The 7 year old arrives home from school to announce that there are some things about the school he does like, such as no assemblies.

“Why didn’t you like school assemblies in Wales?”

“They always talk about God and stuff like that”

“Whats wrong with talking about God?”

“Well they always try to make you think there is a God at assembly, that’s why all the other children think there is a God.”

“No, maybe they think that because their parents believe in God.”

“No, your parents believed in God and you don’t.”

“Well maybe I’m agnostic and don’t know if there is one.”

“That means you believe in God.”

“Huh ? ! ”

“What makes you say that?”

“Whats the opposite of not believing?”

“Believing”

“Right, and since you don’t not believe, that means you believe.”

He is seven years old, how the hell has he learned to bend logic and argue like George Bush Jr? -actually I’ll just look at it from the other perspective: bush has the mentality of a seven year old…

 

It’s not just a sneeze

Sneezing, what a useful and enjoyable function. In the English speaking world, we make the noise “Ahh-choo” when we sneeze, presumably because that’s what our parents did. This noise has a useful social purpose. We are conditioned from childhod to expect a (potentially loud) “CHOO”  if anybody makes an “Ahh-” sound.

On the other hand…
Often Germs don’t say ‘ahh. Sneezing is accompanied by a loud ‘KAH’ sound from the back of the throat.  It always makes me jump. It’s probably my paranoia, but I suspect many are secretly looking out of the corner of their eye to see if they made you jump;-)

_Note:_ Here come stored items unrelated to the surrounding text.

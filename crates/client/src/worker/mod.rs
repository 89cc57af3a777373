//! The offline worker.
//!
//! [`ServiceWorker`] owns one configuration, one handle to the persistent
//! store and one [`Network`]. The host drives it through [`WorkerEvents`]:
//!
//! - `on_install` warms the current store from the precache manifest
//! - `on_activate` evicts stores from earlier versions
//! - `on_fetch` answers an intercepted request or signals pass-through
//!
//! Lifecycle states follow `Parsed -> Installing -> Installed -> Activating
//! -> Activated`. A worker whose install fails outright becomes `Redundant`.
//! Fetches are only intercepted once the worker is `Activated`. Installing an
//! activated worker again re-warms its store without leaving `Activated`.

pub mod fallback;
pub mod lifecycle;
pub mod policy;
pub mod router;
pub mod ttl;

use std::sync::Arc;

use cycleways_core::{CacheStorage, Error, Request, Response, Store, WorkerConfig};
use serde::Serialize;
use tokio::sync::Mutex;

use self::fallback::FallbackHandler;
use self::lifecycle::{ActivateReport, InstallReport};
use self::policy::PolicyEngine;
use self::router::{Route, Router};
use self::ttl::TtlPolicy;
use crate::fetch::{Network, NetworkError, resolve};

/// Lifecycle state of a worker.
#[derive(Debug, Clone, Copy, PartialEq, Eq, Default, Serialize)]
#[serde(rename_all = "snake_case")]
pub enum WorkerState {
    #[default]
    Parsed,
    Installing,
    Installed,
    Activating,
    Activated,
    Redundant,
}

/// Result of `on_fetch`.
#[derive(Debug, Clone, PartialEq, Eq)]
pub enum FetchOutcome {
    /// The worker produced the response.
    Respond(Response),
    /// Not intercepted; the host should forward the request itself.
    Passthrough,
}

/// Events a host dispatches to a worker.
#[async_trait::async_trait]
pub trait WorkerEvents: Send + Sync {
    async fn on_install(&self) -> Result<InstallReport, Error>;

    async fn on_activate(&self) -> Result<ActivateReport, Error>;

    async fn on_fetch(&self, request: &Request) -> FetchOutcome;
}

/// An offline-first caching worker bound to one store version.
pub struct ServiceWorker {
    config: WorkerConfig,
    storage: CacheStorage,
    network: Arc<dyn Network>,
    router: Router,
    policy: PolicyEngine,
    store: Store,
    state: Mutex<WorkerState>,
}

impl ServiceWorker {
    /// Build a worker in the `Parsed` state. Nothing is fetched or written
    /// until the worker is installed.
    ///
    /// # Errors
    ///
    /// Returns `Error::InvalidUrl` if the origin or offline path do not resolve.
    pub fn new(config: WorkerConfig, storage: CacheStorage, network: Arc<dyn Network>) -> Result<Self, Error> {
        let origin = config.origin_url().map_err(|e| Error::InvalidUrl(e.to_string()))?;
        let offline_url = resolve(&origin, &config.offline_path)?;

        let router = Router::new(&config);
        let policy = PolicyEngine::new(network.clone(), TtlPolicy::new(&config), FallbackHandler::new(offline_url));
        let store = storage.store(&config.cache_name());

        Ok(Self { config, storage, network, router, policy, store, state: Mutex::new(WorkerState::Parsed) })
    }

    pub async fn state(&self) -> WorkerState {
        *self.state.lock().await
    }

    pub fn config(&self) -> &WorkerConfig {
        &self.config
    }

    pub fn storage(&self) -> &CacheStorage {
        &self.storage
    }

    pub fn network(&self) -> &Arc<dyn Network> {
        &self.network
    }

    /// Handle on the store named by the current version tag.
    pub fn current_store(&self) -> &Store {
        &self.store
    }

    pub fn classify(&self, request: &Request) -> Route {
        self.router.classify(request)
    }

    /// Install, then activate.
    pub async fn register(&self) -> Result<(InstallReport, ActivateReport), Error> {
        let installed = self.on_install().await?;
        let activated = self.on_activate().await?;
        Ok((installed, activated))
    }

    /// Run `on_fetch` and forward pass-through requests to the network.
    pub async fn fetch(&self, request: &Request) -> Result<Response, NetworkError> {
        match self.on_fetch(request).await {
            FetchOutcome::Respond(resp) => Ok(resp),
            FetchOutcome::Passthrough => self.network.fetch(request).await,
        }
    }

    /// Move to `next` if the current state is one of `allowed`.
    async fn transition(&self, allowed: &[WorkerState], next: WorkerState) -> Result<(), Error> {
        let mut state = self.state.lock().await;
        if !allowed.contains(&*state) {
            return Err(Error::WorkerState(format!("cannot move from {:?} to {next:?}", *state)));
        }
        *state = next;
        Ok(())
    }

    async fn set_state(&self, next: WorkerState) {
        *self.state.lock().await = next;
    }
}

#[async_trait::async_trait]
impl WorkerEvents for ServiceWorker {
    async fn on_install(&self) -> Result<InstallReport, Error> {
        // An active worker keeps intercepting while its store is re-warmed.
        let rewarm = {
            let mut state = self.state.lock().await;
            match *state {
                WorkerState::Activated => true,
                WorkerState::Parsed | WorkerState::Installed | WorkerState::Redundant => {
                    *state = WorkerState::Installing;
                    false
                }
                other => return Err(Error::WorkerState(format!("cannot install while {other:?}"))),
            }
        };

        match lifecycle::install(&self.storage, &self.network, &self.config).await {
            Ok(report) => {
                if !rewarm {
                    self.set_state(WorkerState::Installed).await;
                }
                Ok(report)
            }
            Err(e) => {
                tracing::error!(cache = %self.store.name(), rewarm, "install failed: {e}");
                if !rewarm {
                    self.set_state(WorkerState::Redundant).await;
                }
                Err(e)
            }
        }
    }

    async fn on_activate(&self) -> Result<ActivateReport, Error> {
        self.transition(&[WorkerState::Installed, WorkerState::Activated], WorkerState::Activating)
            .await?;

        match lifecycle::activate(&self.storage, &self.config).await {
            Ok(report) => {
                self.set_state(WorkerState::Activated).await;
                tracing::info!(cache = %report.cache_name, deleted = report.deleted.len(), "activated");
                Ok(report)
            }
            Err(e) => {
                tracing::error!(cache = %self.store.name(), "activate failed: {e}");
                self.set_state(WorkerState::Installed).await;
                Err(e)
            }
        }
    }

    async fn on_fetch(&self, request: &Request) -> FetchOutcome {
        let state = self.state().await;
        if state != WorkerState::Activated {
            tracing::debug!(url = %request.url, ?state, "worker not active; passing through");
            return FetchOutcome::Passthrough;
        }

        match self.router.classify(request) {
            Route::Passthrough => FetchOutcome::Passthrough,
            route => FetchOutcome::Respond(self.policy.handle(&self.store, request, route).await),
        }
    }
}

Realistically, I am sure there is an valid social purpose for the this; maybe there is less snot mist from a KA than a CHOO? Maybe you don’t need a hanky?

*culture clash*

Manipulative children

its the first really nice day here, 21c and sunny, -it was -5 last week.

Tons more garden birds than where we lived in Wales. Lots of sparrows, woodpeckers in tree next door, jays. A pack of Cranes riding thermals overhead -really nice.

Kids cycling in the garden teasing and winding each other up on their (ebay) new bikes. The youngest was around the side of the house and didn’t see me watching as he carefully put his bike down and lay on the ground beside it, then started calling out in apparent distress that his brother had crashed into him.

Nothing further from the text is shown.